What the task requires:
Report every line from the material that contains the word "content".

========================

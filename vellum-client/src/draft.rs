//! Draft-session bookkeeping for the article editor.
//!
//! Each edit session gets a generated id tied to a user and (for edits of
//! existing posts) an article. The draft blob itself - form fields plus
//! editor content - is stored under the session id. Sessions expire after
//! seven days; corrupt records are surfaced as [`DraftError::Corrupt`] for
//! the caller to turn into a "corrupt draft" notice, never a crash.

use chrono::{DateTime, Duration, Utc};
use serde::{Deserialize, Serialize};
use std::sync::Arc;
use thiserror::Error;
use uuid::Uuid;

use vellum_core::store::{StateStore, StateStoreError};

const SESSION_KEY_PREFIX: &str = "vellum/draft/session/";
const DRAFT_KEY_PREFIX: &str = "vellum/draft/data/";

const SESSION_EXPIRE_DAYS: i64 = 7;

/// Errors from draft-session operations.
#[derive(Debug, Error)]
pub enum DraftError {
    /// A persisted draft blob failed to parse.
    #[error("draft data is corrupt")]
    Corrupt {
        #[source]
        source: serde_json::Error,
    },

    /// The underlying state store failed.
    #[error("storage error: {0}")]
    Store(#[from] StateStoreError),
}

/// Bookkeeping record for one edit session.
#[derive(Debug, Clone, PartialEq, Serialize, Deserialize)]
#[serde(rename_all = "camelCase")]
pub struct DraftSessionMeta {
    pub session_id: Uuid,
    pub article_id: Option<String>,
    pub user_id: String,
    pub created_at: DateTime<Utc>,
    pub updated_at: DateTime<Utc>,
}

impl DraftSessionMeta {
    fn expired(&self, ttl: Duration) -> bool {
        Utc::now() - self.created_at > ttl
    }
}

/// A saved draft: the form snapshot plus the editor content.
#[derive(Debug, Clone, PartialEq, Serialize, Deserialize)]
#[serde(rename_all = "camelCase")]
pub struct DraftData {
    pub form: serde_json::Value,
    pub content: String,
    pub updated_at: DateTime<Utc>,
}

/// Draft-session storage on top of a [`StateStore`].
pub struct DraftSessions {
    store: Arc<dyn StateStore>,
    ttl: Duration,
}

impl DraftSessions {
    pub fn new(store: Arc<dyn StateStore>) -> Self {
        Self {
            store,
            ttl: Duration::days(SESSION_EXPIRE_DAYS),
        }
    }

    /// Override the session TTL (default seven days).
    pub fn with_ttl(mut self, ttl: Duration) -> Self {
        self.ttl = ttl;
        self
    }

    /// Get the current session id for a user/article pair, creating a new
    /// session when none exists, the stored one expired, or its record is
    /// unreadable.
    pub async fn get_or_create_session(
        &self,
        article_id: Option<&str>,
        user_id: &str,
    ) -> Result<Uuid, DraftError> {
        let key = meta_key(article_id, user_id);

        if let Some(raw) = self.store.get(&key).await? {
            match serde_json::from_str::<DraftSessionMeta>(&raw) {
                Ok(meta) if !meta.expired(self.ttl) => return Ok(meta.session_id),
                Ok(meta) => {
                    tracing::debug!(session_id = %meta.session_id, "edit session expired, rotating");
                }
                Err(e) => {
                    tracing::warn!(%key, "edit session record is corrupt ({e}), rotating");
                }
            }
        }

        self.create_session(article_id, user_id, &key).await
    }

    /// Refresh a session's `updated_at`, or register the given id.
    pub async fn touch_session(
        &self,
        article_id: Option<&str>,
        user_id: &str,
        session_id: Option<Uuid>,
    ) -> Result<Uuid, DraftError> {
        let key = meta_key(article_id, user_id);
        let session_id = session_id.unwrap_or_else(Uuid::new_v4);

        let created_at = match self.store.get(&key).await? {
            Some(raw) => serde_json::from_str::<DraftSessionMeta>(&raw)
                .map(|meta| meta.created_at)
                .unwrap_or_else(|_| Utc::now()),
            None => Utc::now(),
        };

        let meta = DraftSessionMeta {
            session_id,
            article_id: article_id.map(str::to_string),
            user_id: user_id.to_string(),
            created_at,
            updated_at: Utc::now(),
        };
        self.write_meta(&key, &meta).await?;
        Ok(session_id)
    }

    /// Drop the session record for a user/article pair.
    pub async fn clear_session(
        &self,
        article_id: Option<&str>,
        user_id: &str,
    ) -> Result<(), DraftError> {
        self.store.delete(&meta_key(article_id, user_id)).await?;
        Ok(())
    }

    /// All readable session records belonging to one user.
    pub async fn sessions_for_user(&self, user_id: &str) -> Result<Vec<DraftSessionMeta>, DraftError> {
        let prefix = format!("{SESSION_KEY_PREFIX}{user_id}_");
        let mut sessions = Vec::new();
        for key in self.store.list_keys(&prefix).await? {
            if let Some(raw) = self.store.get(&key).await? {
                // Unreadable records are skipped here; cleanup removes them.
                if let Ok(meta) = serde_json::from_str::<DraftSessionMeta>(&raw) {
                    sessions.push(meta);
                }
            }
        }
        Ok(sessions)
    }

    /// Delete expired and unreadable session records (and their draft
    /// blobs where the session id is known). Returns the count removed.
    pub async fn cleanup_expired(&self) -> Result<usize, DraftError> {
        let mut cleaned = 0;
        for key in self.store.list_keys(SESSION_KEY_PREFIX).await? {
            let Some(raw) = self.store.get(&key).await? else {
                continue;
            };
            match serde_json::from_str::<DraftSessionMeta>(&raw) {
                Ok(meta) if meta.expired(self.ttl) => {
                    self.store.delete(&key).await?;
                    self.store.delete(&draft_key(meta.session_id)).await?;
                    cleaned += 1;
                }
                Ok(_) => {}
                Err(e) => {
                    tracing::warn!(%key, "removing corrupt edit session record ({e})");
                    self.store.delete(&key).await?;
                    cleaned += 1;
                }
            }
        }
        if cleaned > 0 {
            tracing::info!(cleaned, "removed stale edit sessions");
        }
        Ok(cleaned)
    }

    /// Save a draft blob under its session id.
    pub async fn save_draft(
        &self,
        session_id: Uuid,
        form: serde_json::Value,
        content: &str,
    ) -> Result<DateTime<Utc>, DraftError> {
        let saved_at = Utc::now();
        let draft = DraftData {
            form,
            content: content.to_string(),
            updated_at: saved_at,
        };
        let raw = serde_json::to_string(&draft).map_err(|source| DraftError::Corrupt { source })?;
        self.store.set(&draft_key(session_id), &raw).await?;
        Ok(saved_at)
    }

    /// Load the draft blob for a session, if any.
    ///
    /// A present-but-unparseable blob is a [`DraftError::Corrupt`], which
    /// callers surface as a user-visible notice.
    pub async fn load_draft(&self, session_id: Uuid) -> Result<Option<DraftData>, DraftError> {
        match self.store.get(&draft_key(session_id)).await? {
            Some(raw) => serde_json::from_str(&raw)
                .map(Some)
                .map_err(|source| DraftError::Corrupt { source }),
            None => Ok(None),
        }
    }

    /// Whether a draft blob exists for the session.
    pub async fn has_draft(&self, session_id: Uuid) -> Result<bool, DraftError> {
        Ok(self.store.exists(&draft_key(session_id)).await?)
    }

    /// Remove the draft blob for a session.
    pub async fn clear_draft(&self, session_id: Uuid) -> Result<(), DraftError> {
        self.store.delete(&draft_key(session_id)).await?;
        Ok(())
    }

    async fn create_session(
        &self,
        article_id: Option<&str>,
        user_id: &str,
        key: &str,
    ) -> Result<Uuid, DraftError> {
        let now = Utc::now();
        let meta = DraftSessionMeta {
            session_id: Uuid::new_v4(),
            article_id: article_id.map(str::to_string),
            user_id: user_id.to_string(),
            created_at: now,
            updated_at: now,
        };
        self.write_meta(key, &meta).await?;
        Ok(meta.session_id)
    }

    async fn write_meta(&self, key: &str, meta: &DraftSessionMeta) -> Result<(), DraftError> {
        let raw = serde_json::to_string(meta).map_err(|source| DraftError::Corrupt { source })?;
        self.store.set(key, &raw).await?;
        Ok(())
    }
}

impl std::fmt::Debug for DraftSessions {
    fn fmt(&self, f: &mut std::fmt::Formatter<'_>) -> std::fmt::Result {
        f.debug_struct("DraftSessions").field("ttl", &self.ttl).finish()
    }
}

fn meta_key(article_id: Option<&str>, user_id: &str) -> String {
    match article_id {
        Some(article_id) => format!("{SESSION_KEY_PREFIX}{user_id}_{article_id}"),
        None => format!("{SESSION_KEY_PREFIX}{user_id}_new"),
    }
}

fn draft_key(session_id: Uuid) -> String {
    format!("{DRAFT_KEY_PREFIX}{session_id}")
}

#[cfg(test)]
mod tests {
    use super::*;
    use vellum_core::store::MemoryStore;

    fn sessions() -> DraftSessions {
        DraftSessions::new(Arc::new(MemoryStore::new()))
    }

    #[tokio::test]
    async fn test_session_id_is_stable() {
        let sessions = sessions();

        let first = sessions.get_or_create_session(Some("42"), "u1").await.unwrap();
        let second = sessions.get_or_create_session(Some("42"), "u1").await.unwrap();
        assert_eq!(first, second);

        // A different article gets its own session.
        let other = sessions.get_or_create_session(None, "u1").await.unwrap();
        assert_ne!(first, other);
    }

    #[tokio::test]
    async fn test_expired_session_rotates() {
        let store = Arc::new(MemoryStore::new());
        let sessions = DraftSessions::new(store.clone());

        let old = DraftSessionMeta {
            session_id: Uuid::new_v4(),
            article_id: Some("7".to_string()),
            user_id: "u1".to_string(),
            created_at: Utc::now() - Duration::days(8),
            updated_at: Utc::now() - Duration::days(8),
        };
        store
            .set(
                &meta_key(Some("7"), "u1"),
                &serde_json::to_string(&old).unwrap(),
            )
            .await
            .unwrap();

        let rotated = sessions.get_or_create_session(Some("7"), "u1").await.unwrap();
        assert_ne!(rotated, old.session_id);
    }

    #[tokio::test]
    async fn test_corrupt_meta_rotates() {
        let store = Arc::new(MemoryStore::new());
        let sessions = DraftSessions::new(store.clone());

        store
            .set(&meta_key(Some("9"), "u1"), "{ definitely not json")
            .await
            .unwrap();

        // No crash, just a fresh session.
        sessions.get_or_create_session(Some("9"), "u1").await.unwrap();
    }

    #[tokio::test]
    async fn test_draft_roundtrip() {
        let sessions = sessions();
        let sid = sessions.get_or_create_session(None, "u1").await.unwrap();

        assert!(!sessions.has_draft(sid).await.unwrap());

        let form = serde_json::json!({ "title": "WIP" });
        sessions.save_draft(sid, form.clone(), "# heading").await.unwrap();

        let draft = sessions.load_draft(sid).await.unwrap().unwrap();
        assert_eq!(draft.form, form);
        assert_eq!(draft.content, "# heading");

        sessions.clear_draft(sid).await.unwrap();
        assert!(sessions.load_draft(sid).await.unwrap().is_none());
    }

    #[tokio::test]
    async fn test_corrupt_draft_is_an_error_not_a_crash() {
        let store = Arc::new(MemoryStore::new());
        let sessions = DraftSessions::new(store.clone());
        let sid = Uuid::new_v4();

        store.set(&draft_key(sid), "][").await.unwrap();

        assert!(matches!(
            sessions.load_draft(sid).await,
            Err(DraftError::Corrupt { .. })
        ));
    }

    #[tokio::test]
    async fn test_cleanup_removes_expired_and_corrupt() {
        let store = Arc::new(MemoryStore::new());
        let sessions = DraftSessions::new(store.clone());

        // Live session.
        let live = sessions.get_or_create_session(Some("1"), "u1").await.unwrap();

        // Expired session with a draft blob.
        let stale = DraftSessionMeta {
            session_id: Uuid::new_v4(),
            article_id: Some("2".to_string()),
            user_id: "u1".to_string(),
            created_at: Utc::now() - Duration::days(30),
            updated_at: Utc::now() - Duration::days(30),
        };
        store
            .set(
                &meta_key(Some("2"), "u1"),
                &serde_json::to_string(&stale).unwrap(),
            )
            .await
            .unwrap();
        store
            .set(&draft_key(stale.session_id), "{\"form\":{},\"content\":\"\",\"updatedAt\":\"2024-01-01T00:00:00Z\"}")
            .await
            .unwrap();

        // Corrupt record.
        store
            .set(&meta_key(Some("3"), "u1"), "garbage")
            .await
            .unwrap();

        let cleaned = sessions.cleanup_expired().await.unwrap();
        assert_eq!(cleaned, 2);

        // The live session survives, the stale draft blob is gone.
        let remaining = sessions.sessions_for_user("u1").await.unwrap();
        assert_eq!(remaining.len(), 1);
        assert_eq!(remaining[0].session_id, live);
        assert!(!store.exists(&draft_key(stale.session_id)).await.unwrap());
    }
}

========================

Exercise solution:
//! editor content - is stored under the session id. Sessions expire after
/// A saved draft: the form snapshot plus the editor content.
    pub content: String,
        content: &str,
            content: content.to_string(),
        assert_eq!(draft.content, "# heading");
            .set(&draft_key(stale.session_id), "{\"form\":{},\"content\":\"\",\"updatedAt\":\"2024-01-01T00:00:00Z\"}")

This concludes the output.